- TASK BRIEF -
Each line of the data below that includes the string "ProjectNotFound" must be copied.

(Saved entries)
———

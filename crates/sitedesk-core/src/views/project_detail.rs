//! Project detail view - progress chart rows, editable timeline, and team
//! sub-lists.

use crate::error::{StoreError, StoreResult};
use crate::models::{Project, Specialty, TimelineEvent, User, UserRole};
use crate::services;
use crate::AppCore;
use chrono::NaiveDate;
use std::sync::Arc;

/// One row of chart-ready data for the external charting collaborator:
/// both series merged on the ideal series' date axis.
#[derive(Debug, Clone, PartialEq)]
pub struct ChartRow {
    pub date: NaiveDate,
    pub ideal: u8,
    pub actual: Option<u8>,
}

#[derive(Debug)]
pub struct ProjectDetailView {
    project: Project,
    team: Vec<User>,
    all_users: Vec<User>,
}

impl ProjectDetailView {
    /// Fetch the project and resolve its team member references.
    pub async fn load(core: &Arc<AppCore>, project_id: &str) -> StoreResult<Self> {
        let project = services::project::get_project(core, project_id)
            .await
            .ok_or_else(|| StoreError::ProjectNotFound(project_id.to_string()))?;
        let all_users = services::user::list_users(core).await;
        let team = all_users
            .iter()
            .filter(|u| project.has_team_member(&u.id))
            .cloned()
            .collect();

        Ok(Self {
            project,
            team,
            all_users,
        })
    }

    pub fn project(&self) -> &Project {
        &self.project
    }

    pub fn team(&self) -> &[User] {
        &self.team
    }

    /// Team members tagged as architects.
    pub fn architects(&self) -> Vec<&User> {
        self.team
            .iter()
            .filter(|u| u.specialty == Some(Specialty::Architect))
            .collect()
    }

    /// Team members with the vendor role.
    pub fn vendors(&self) -> Vec<&User> {
        self.team
            .iter()
            .filter(|u| u.role == UserRole::Vendor)
            .collect()
    }

    /// Merge the two progress series on the ideal axis.
    pub fn chart_rows(&self) -> Vec<ChartRow> {
        self.project
            .ideal_progress
            .iter()
            .map(|ideal| ChartRow {
                date: ideal.date,
                ideal: ideal.value,
                actual: self
                    .project
                    .actual_progress
                    .iter()
                    .find(|a| a.date == ideal.date)
                    .map(|a| a.value),
            })
            .collect()
    }

    /// Resolve an event's provenance to a display name. Events never
    /// modified resolve to `None`; a modifier id that no longer matches a
    /// user renders as "Unknown User".
    pub fn modifier_name(&self, event: &TimelineEvent) -> Option<String> {
        let id = event.last_modified_by_user_id.as_deref()?;
        Some(
            self.all_users
                .iter()
                .find(|u| u.id == id)
                .map(|u| u.name.clone())
                .unwrap_or_else(|| "Unknown User".to_string()),
        )
    }

    /// Toggle an event's completion as `actor`, then splice the stamped
    /// event returned by the facade into the local timeline.
    pub async fn toggle_event(
        &mut self,
        core: &Arc<AppCore>,
        event_id: &str,
        actor: &User,
    ) -> StoreResult<TimelineEvent> {
        let mut event = self
            .project
            .timeline
            .iter()
            .find(|e| e.id == event_id)
            .cloned()
            .ok_or_else(|| StoreError::EventNotFound(event_id.to_string()))?;
        event.completed = !event.completed;

        let updated =
            services::project::update_timeline_event(core, &self.project.id, event, &actor.id)
                .await?;

        if let Some(slot) = self
            .project
            .timeline
            .iter_mut()
            .find(|e| e.id == updated.id)
        {
            *slot = updated.clone();
        }
        Ok(updated)
    }
}

#[cfg(test)]
mod tests {
    use super::*;
    use crate::store::MockStore;
    use chrono::Utc;
    use tempfile::tempdir;

    async fn test_core() -> Arc<AppCore> {
        let temp_dir = tempdir().unwrap();
        let db_path = temp_dir.path().join("test.db");
        Arc::new(
            AppCore::with_store(MockStore::seeded(), db_path.to_str().unwrap())
                .await
                .unwrap(),
        )
    }

    #[tokio::test]
    async fn load_unknown_project_fails() {
        let core = test_core().await;
        let err = ProjectDetailView::load(&core, "no-such-project")
            .await
            .unwrap_err();
        assert_eq!(err, StoreError::ProjectNotFound("no-such-project".into()));
    }

    #[tokio::test]
    async fn team_sublists_derive_from_attributes() {
        let core = test_core().await;
        let view = ProjectDetailView::load(&core, "proj-1").await.unwrap();

        assert_eq!(view.team().len(), 4);

        let architects: Vec<&str> =
            view.architects().iter().map(|u| u.id.as_str()).collect();
        assert_eq!(architects, vec!["3"]);

        let vendors: Vec<&str> = view.vendors().iter().map(|u| u.id.as_str()).collect();
        assert_eq!(vendors, vec!["5"]);
    }

    #[tokio::test]
    async fn chart_rows_merge_on_ideal_axis() {
        let core = test_core().await;
        let view = ProjectDetailView::load(&core, "proj-1").await.unwrap();
        let rows = view.chart_rows();

        assert_eq!(rows.len(), view.project().ideal_progress.len());
        assert_eq!(rows[0].date, view.project().start_date);

        // Every recorded actual point surfaces on its matching row.
        for point in &view.project().actual_progress {
            if let Some(row) = rows.iter().find(|r| r.date == point.date) {
                assert_eq!(row.actual, Some(point.value));
            }
        }
    }

    #[tokio::test]
    async fn toggle_event_stamps_actor_and_splices() {
        let core = test_core().await;
        let mut view = ProjectDetailView::load(&core, "proj-1").await.unwrap();
        let actor = core.store.list_users()[1].clone();

        let before = Utc::now();
        let updated = view.toggle_event(&core, "t1-3", &actor).await.unwrap();

        assert!(updated.completed);
        assert_eq!(updated.last_modified_by_user_id.as_deref(), Some(actor.id.as_str()));
        assert!(updated.last_modified_at.unwrap() >= before);

        // The local timeline was spliced in place.
        let local = view
            .project()
            .timeline
            .iter()
            .find(|e| e.id == "t1-3")
            .unwrap();
        assert_eq!(local, &updated);

        // Toggling back restores the flag.
        let reverted = view.toggle_event(&core, "t1-3", &actor).await.unwrap();
        assert!(!reverted.completed);
    }

    #[tokio::test]
    async fn modifier_resolution_handles_deleted_users() {
        let core = test_core().await;
        let mut view = ProjectDetailView::load(&core, "proj-1").await.unwrap();
        let actor = core.store.list_users()[0].clone();

        let updated = view.toggle_event(&core, "t1-4", &actor).await.unwrap();
        assert_eq!(view.modifier_name(&updated), Some(actor.name.clone()));

        // Untouched events carry no provenance.
        let untouched = view
            .project()
            .timeline
            .iter()
            .find(|e| e.id == "t1-3")
            .cloned()
            .unwrap();
        assert_eq!(view.modifier_name(&untouched), None);

        // A stale modifier id degrades to the placeholder name.
        let mut orphaned = updated.clone();
        orphaned.last_modified_by_user_id = Some("long-gone".to_string());
        assert_eq!(
            view.modifier_name(&orphaned),
            Some("Unknown User".to_string())
        );
    }
}
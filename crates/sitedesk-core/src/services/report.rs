//! AI status-report generation.

use crate::error::{StoreError, StoreResult};
use crate::models::Project;
use crate::AppCore;
use std::fmt::Write as _;
use std::sync::Arc;
use tracing::warn;

/// Shown when no API key is configured.
pub const UNCONFIGURED_SUMMARY: &str =
    "Gemini API key is not configured. Could not generate summary.";

/// Shown when the generation request fails.
pub const FAILED_SUMMARY: &str =
    "An error occurred while generating the summary. Please try again.";

/// Build the client-update prompt from the project's summary fields.
pub fn build_report_prompt(project: &Project) -> String {
    let completed: Vec<&str> = project
        .completed_events()
        .map(|e| e.title.as_str())
        .collect();
    let upcoming: Vec<String> = project
        .upcoming_events()
        .map(|e| format!("{} (due {})", e.title, e.date))
        .collect();

    let mut prompt = String::from(
        "Generate a concise, professional project status report summary based on \
         the following data. The tone should be suitable for a client update. \
         Analyze the progress data and timeline to identify key achievements and \
         potential risks.\n\nProject Data:\n",
    );
    let _ = writeln!(prompt, "- Name: {}", project.name);
    let _ = writeln!(prompt, "- Client: {}", project.client);
    let _ = writeln!(prompt, "- Description: {}", project.description);
    let _ = writeln!(prompt, "- Current Status: {}", project.status);
    let _ = writeln!(
        prompt,
        "- Completion Percentage: {}%",
        project.completion_percentage
    );
    let _ = writeln!(prompt, "- Start Date: {}", project.start_date);
    let _ = writeln!(prompt, "- Target End Date: {}", project.end_date);
    let _ = writeln!(
        prompt,
        "- Completed Timeline Events: {}",
        if completed.is_empty() {
            "None".to_string()
        } else {
            completed.join(", ")
        }
    );
    let _ = writeln!(
        prompt,
        "- Upcoming Timeline Events: {}",
        if upcoming.is_empty() {
            "None".to_string()
        } else {
            upcoming.join(", ")
        }
    );
    prompt.push_str(
        "\nGenerate a summary covering:\n\
         1. An overall status overview.\n\
         2. Key accomplishments to date.\n\
         3. Next steps and upcoming milestones.\n\
         4. A brief risk assessment based on the current status.\n",
    );
    prompt
}

/// Generate a prose status report for a project.
///
/// Degrades to fixed placeholder text when the generator is unconfigured or
/// the request fails; only an unknown project id is an error.
pub async fn generate_project_summary(
    core: &Arc<AppCore>,
    project_id: &str,
) -> StoreResult<String> {
    let project = core
        .store
        .get_project(project_id)
        .ok_or_else(|| StoreError::ProjectNotFound(project_id.to_string()))?;

    if !core.generator.is_configured() {
        return Ok(UNCONFIGURED_SUMMARY.to_string());
    }

    match core.generator.generate(&build_report_prompt(&project)).await {
        Ok(summary) => Ok(summary),
        Err(err) => {
            warn!(project_id, "report generation failed: {err}");
            Ok(FAILED_SUMMARY.to_string())
        }
    }
}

———

- WRITTEN RESPONSE -
            .ok_or_else(|| StoreError::ProjectNotFound(project_id.to_string()))?;
        assert_eq!(err, StoreError::ProjectNotFound("no-such-project".into()));
        .ok_or_else(|| StoreError::ProjectNotFound(project_id.to_string()))?;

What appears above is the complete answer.